Evidently, microfinance can transform lives and communities by acting as a springboard to entrepreneurship, providing education for children and delivering insurance if a natural disaster strikes – yet microfinance alone is not enough. With it must come financial training, realistic opportunities and the support people need in order to invest capital successfully. Clearly, as argued by Scott and others, financial products alone are just part of a much larger parcel needed for poverty alleviation.

And yet, with the right backing, microfinance can provide the impetus women in poverty need to challenge the status quo and make something more of their lives than previous norms and customs have dictated. In doing so, they create a ripple effect that lifts others out of poverty. This cumulative effect swells further as the children of these women have greater access to education, healthcare and employment opportunities, meaning they can create even better lives for themselves and their own families.

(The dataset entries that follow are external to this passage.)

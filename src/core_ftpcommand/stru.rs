use crate::helpers::{send_reply, ControlWriter};
use crate::server::ServerState;
use crate::session::Session;
use std::sync::Arc;
use tokio::sync::Mutex;

pub async fn handle_stru_command(
    writer: ControlWriter,
    _state: Arc<ServerState>,
    _session: Arc<Mutex<Session>>,
    arg: String,
) -> Result<(), std::io::Error> {
    let response = match arg.split_whitespace().next() {
        None => "501 Invalid number of arguments.",
        Some(structure) if structure.eq_ignore_ascii_case("F") => {
            "504 STRU failed. Parameter not implemented."
        }
        Some(_) => "200 STRU Command Successful.",
    };
    send_reply(&writer, response).await
}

Through such a transition, greater equality within a community can transpire, and women in developing states may no longer have to face discrimination and violence. In such a future, women are enabled to fulfil their potential, and in doing so they can benefit their entire community. As shown by numerous studies, only with equality can genuine, long-term economic development occur.

Poverty is a battle – to successfully conquer it, those living in its grip must have the right weapons and tools. Governmental entities, the international community and private institutions are therefore charged with not only promoting financial inclusion, but also providing the education and opportunities needed to maximise the possibilities brought forth by microfinance.

Economic development is a highly complex, multi-faceted phenomenon, which is why it requires all citizens to contribute to its success – and that means empowering women in order to ‘help them help themselves’.